— TASK OBJECTIVE —
Return the records exactly as they are.

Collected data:
[Start of section]

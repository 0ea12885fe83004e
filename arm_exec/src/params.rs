//! # Arm Executable Parameters
//!
//! This module provides parameters for the arm executable.

// ------------------------------------------------------------------------------------------------
// IMPORTS
// ------------------------------------------------------------------------------------------------

use serde::{Deserialize, Serialize};

use crate::weld_ctrl::{Material, WeldParams, WeldTask};
use util::{
    logger::LevelFilter,
    params::{LoadError, ParamTable},
};

// ------------------------------------------------------------------------------------------------
// STRUCTS
// ------------------------------------------------------------------------------------------------

pub struct ArmExecParams {
    /// Name of the weld controller parameter file in the params directory
    pub weld_ctrl_params: String,

    /// Minimum level of messages to log
    pub log_level: LevelFilter,

    /// Period at which the status is logged while a task runs.
    ///
    /// Units: seconds
    pub status_period_s: f64,

    /// Joint positions the simulated arm starts at.
    ///
    /// Units: radians
    pub sim_start_joints_rad: Vec<f64>,

    /// The task executed by the demo
    pub demo_task: DemoTask,
}

/// A weld task as written in the parameter file.
#[derive(Debug, Clone, Serialize, Deserialize)]
#[serde(default)]
pub struct DemoTask {
    /// Units: meters
    pub start_m: [f64; 3],

    /// Roll, pitch and yaw of the torch at the start.
    ///
    /// Units: radians
    pub start_rpy_rad: [f64; 3],

    /// Units: meters
    pub end_m: [f64; 3],

    /// Units: radians
    pub end_rpy_rad: [f64; 3],

    pub params: WeldParams,

    pub material: Material,

    /// Units: millimetres
    pub thickness_mm: f64,
}

// ------------------------------------------------------------------------------------------------
// ENUMS
// ------------------------------------------------------------------------------------------------

#[derive(Debug, thiserror::Error)]
pub enum ArmExecParamsError {
    #[error("Could not load the exec parameters: {0}")]
    Load(#[from] LoadError),

    #[error("Invalid exec parameters: {0}")]
    Invalid(String),
}

// ------------------------------------------------------------------------------------------------
// IMPLS
// ------------------------------------------------------------------------------------------------

impl ArmExecParams {
    /// Load the parameters from a file in the params directory.
    pub fn load(param_file_path: &str) -> Result<Self, ArmExecParamsError> {
        Self::from_table(&ParamTable::load(param_file_path)?)
    }

    /// Read the parameters from a table, using defaults for anything missing.
    pub fn from_table(table: &ParamTable) -> Result<Self, ArmExecParamsError> {
        let log_level = table
            .get_str("log_level", "debug")
            .parse()
            .unwrap_or(LevelFilter::Debug);

        let sim_start_joints_rad = table
            .get_typed("sim.start_joints_rad")
            .unwrap_or_else(|| vec![0.0, 0.5, -1.0, 0.0, 0.5, 0.0]);

        let status_period_s = table.get_f64("status_period_s", 0.1);
        if !(status_period_s.is_finite() && status_period_s > 0.0) {
            return Err(ArmExecParamsError::Invalid(format!(
                "status_period_s must be positive, got {}",
                status_period_s
            )));
        }

        Ok(Self {
            weld_ctrl_params: table.get_str("weld_ctrl_params", "weld_ctrl.toml"),
            log_level,
            status_period_s,
            sim_start_joints_rad,
            demo_task: table.get_typed("demo_task").unwrap_or_default(),
        })
    }
}

impl Default for DemoTask {
    fn default() -> Self {
        Self {
            start_m: [1.0, -0.05, 0.0],
            start_rpy_rad: [0.0; 3],
            end_m: [1.0, 0.05, 0.0],
            end_rpy_rad: [0.0; 3],
            params: WeldParams::default(),
            material: Material::MildSteel,
            thickness_mm: 3.0,
        }
    }
}

impl DemoTask {
    pub fn to_task(&self) -> WeldTask {
        WeldTask::from_points(
            self.start_m,
            self.start_rpy_rad,
            self.end_m,
            self.end_rpy_rad,
            self.params.clone(),
            self.material.clone(),
            self.thickness_mm,
        )
    }
}

#[cfg(test)]
mod test {
    use super::*;

    #[test]
    fn test_from_table() {
        let t = ParamTable::parse(
            r#"
            log_level = "info"
            status_period_s = 0.25

            [sim]
            start_joints_rad = [0.0, 0.0, 0.0, 0.0, 0.0, 0.0]

            [demo_task]
            end_m = [1.0, 0.1, 0.0]
            material = "aluminum"

            [demo_task.params]
            voltage_v = 22.0
            "#,
        )
        .unwrap();

        let p = ArmExecParams::from_table(&t).unwrap();
        assert_eq!(p.log_level, LevelFilter::Info);
        assert_eq!(p.status_period_s, 0.25);
        assert_eq!(p.weld_ctrl_params, "weld_ctrl.toml");
        assert_eq!(p.sim_start_joints_rad, vec![0.0; 6]);
        assert_eq!(p.demo_task.material, Material::Aluminum);
        assert_eq!(p.demo_task.params.voltage_v, 22.0);
        assert_eq!(p.demo_task.params.current_a, 150.0);
        assert_eq!(p.demo_task.start_m, [1.0, -0.05, 0.0]);

        let task = p.demo_task.to_task();
        assert!((task.end.translation.vector.y - 0.1).abs() < 1e-12);
    }

    #[test]
    fn test_defaults() {
        let p = ArmExecParams::from_table(&ParamTable::parse("log_level = \"loud\"").unwrap())
            .unwrap();
        assert_eq!(p.log_level, LevelFilter::Debug);
        assert_eq!(p.sim_start_joints_rad.len(), 6);
        assert_eq!(p.demo_task.thickness_mm, 3.0);
        assert_eq!(p.status_period_s, 0.1);
    }

    #[test]
    fn test_invalid_status_period() {
        for bad in ["-0.5", "0", "0.0"] {
            let t = ParamTable::parse(&format!("status_period_s = {}", bad)).unwrap();
            assert!(matches!(
                ArmExecParams::from_table(&t),
                Err(ArmExecParamsError::Invalid(_))
            ));
        }
    }
}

[End of section]

— RESPONSE —
repository 0ea12885fe83004e
filename arm_exec/src/params.rs
//! # Arm Executable Parameters
//!
//! This module provides parameters for the arm executable.

// ------------------------------------------------------------------------------------------------
// IMPORTS
// ------------------------------------------------------------------------------------------------

use serde::{Deserialize, Serialize};

use crate::weld_ctrl::{Material, WeldParams, WeldTask};
use util::{
    logger::LevelFilter,
    params::{LoadError, ParamTable},
};

// ------------------------------------------------------------------------------------------------
// STRUCTS
// ------------------------------------------------------------------------------------------------

pub struct ArmExecParams {
    /// Name of the weld controller parameter file in the params directory
    pub weld_ctrl_params: String,

    /// Minimum level of messages to log
    pub log_level: LevelFilter,

    /// Period at which the status is logged while a task runs.
    ///
    /// Units: seconds
    pub status_period_s: f64,

    /// Joint positions the simulated arm starts at.
    ///
    /// Units: radians
    pub sim_start_joints_rad: Vec<f64>,

    /// The task executed by the demo
    pub demo_task: DemoTask,
}

/// A weld task as written in the parameter file.
#[derive(Debug, Clone, Serialize, Deserialize)]
#[serde(default)]
pub struct DemoTask {
    /// Units: meters
    pub start_m: [f64; 3],

    /// Roll, pitch and yaw of the torch at the start.
    ///
    /// Units: radians
    pub start_rpy_rad: [f64; 3],

    /// Units: meters
    pub end_m: [f64; 3],

    /// Units: radians
    pub end_rpy_rad: [f64; 3],

    pub params: WeldParams,

    pub material: Material,

    /// Units: millimetres
    pub thickness_mm: f64,
}

// ------------------------------------------------------------------------------------------------
// ENUMS
// ------------------------------------------------------------------------------------------------

#[derive(Debug, thiserror::Error)]
pub enum ArmExecParamsError {
    #[error("Could not load the exec parameters: {0}")]
    Load(#[from] LoadError),

    #[error("Invalid exec parameters: {0}")]
    Invalid(String),
}

// ------------------------------------------------------------------------------------------------
// IMPLS
// ------------------------------------------------------------------------------------------------

impl ArmExecParams {
    /// Load the parameters from a file in the params directory.
    pub fn load(param_file_path: &str) -> Result<Self, ArmExecParamsError> {
        Self::from_table(&ParamTable::load(param_file_path)?)
    }

    /// Read the parameters from a table, using defaults for anything missing.
    pub fn from_table(table: &ParamTable) -> Result<Self, ArmExecParamsError> {
        let log_level = table
            .get_str("log_level", "debug")
            .parse()
            .unwrap_or(LevelFilter::Debug);

        let sim_start_joints_rad = table
            .get_typed("sim.start_joints_rad")
            .unwrap_or_else(|| vec![0.0, 0.5, -1.0, 0.0, 0.5, 0.0]);

        let status_period_s = table.get_f64("status_period_s", 0.1);
        if !(status_period_s.is_finite() && status_period_s > 0.0) {
            return Err(ArmExecParamsError::Invalid(format!(
                "status_period_s must be positive, got {}",
                status_period_s
            )));
        }

        Ok(Self {
            weld_ctrl_params: table.get_str("weld_ctrl_params", "weld_ctrl.toml"),
            log_level,
            status_period_s,
            sim_start_joints_rad,
            demo_task: table.get_typed("demo_task").unwrap_or_default(),
        })
    }
}

impl Default for DemoTask {
    fn default() -> Self {
        Self {
            start_m: [1.0, -0.05, 0.0],
            start_rpy_rad: [0.0; 3],
            end_m: [1.0, 0.05, 0.0],
            end_rpy_rad: [0.0; 3],
            params: WeldParams::default(),
            material: Material::MildSteel,
            thickness_mm: 3.0,
        }
    }
}

impl DemoTask {
    pub fn to_task(&self) -> WeldTask {
        WeldTask::from_points(
            self.start_m,
            self.start_rpy_rad,
            self.end_m,
            self.end_rpy_rad,
            self.params.clone(),
            self.material.clone(),
            self.thickness_mm,
        )
    }
}

#[cfg(test)]
mod test {
    use super::*;

    #[test]
    fn test_from_table() {
        let t = ParamTable::parse(
            r#"
            log_level = "info"
            status_period_s = 0.25

            [sim]
            start_joints_rad = [0.0, 0.0, 0.0, 0.0, 0.0, 0.0]

            [demo_task]
            end_m = [1.0, 0.1, 0.0]
            material = "aluminum"

            [demo_task.params]
            voltage_v = 22.0
            "#,
        )
        .unwrap();

        let p = ArmExecParams::from_table(&t).unwrap();
        assert_eq!(p.log_level, LevelFilter::Info);
        assert_eq!(p.status_period_s, 0.25);
        assert_eq!(p.weld_ctrl_params, "weld_ctrl.toml");
        assert_eq!(p.sim_start_joints_rad, vec![0.0; 6]);
        assert_eq!(p.demo_task.material, Material::Aluminum);
        assert_eq!(p.demo_task.params.voltage_v, 22.0);
        assert_eq!(p.demo_task.params.current_a, 150.0);
        assert_eq!(p.demo_task.start_m, [1.0, -0.05, 0.0]);

        let task = p.demo_task.to_task();
        assert!((task.end.translation.vector.y - 0.1).abs() < 1e-12);
    }

    #[test]
    fn test_defaults() {
        let p = ArmExecParams::from_table(&ParamTable::parse("log_level = \"loud\"").unwrap())
            .unwrap();
        assert_eq!(p.log_level, LevelFilter::Debug);
        assert_eq!(p.sim_start_joints_rad.len(), 6);
        assert_eq!(p.demo_task.thickness_mm, 3.0);
        assert_eq!(p.status_period_s, 0.1);
    }

    #[test]
    fn test_invalid_status_period() {
        for bad in ["-0.5", "0", "0.0"] {
            let t = ParamTable::parse(&format!("status_period_s = {}", bad)).unwrap();
            assert!(matches!(
                ArmExecParams::from_table(&t),
                Err(ArmExecParamsError::Invalid(_))
            ));
        }
    }
}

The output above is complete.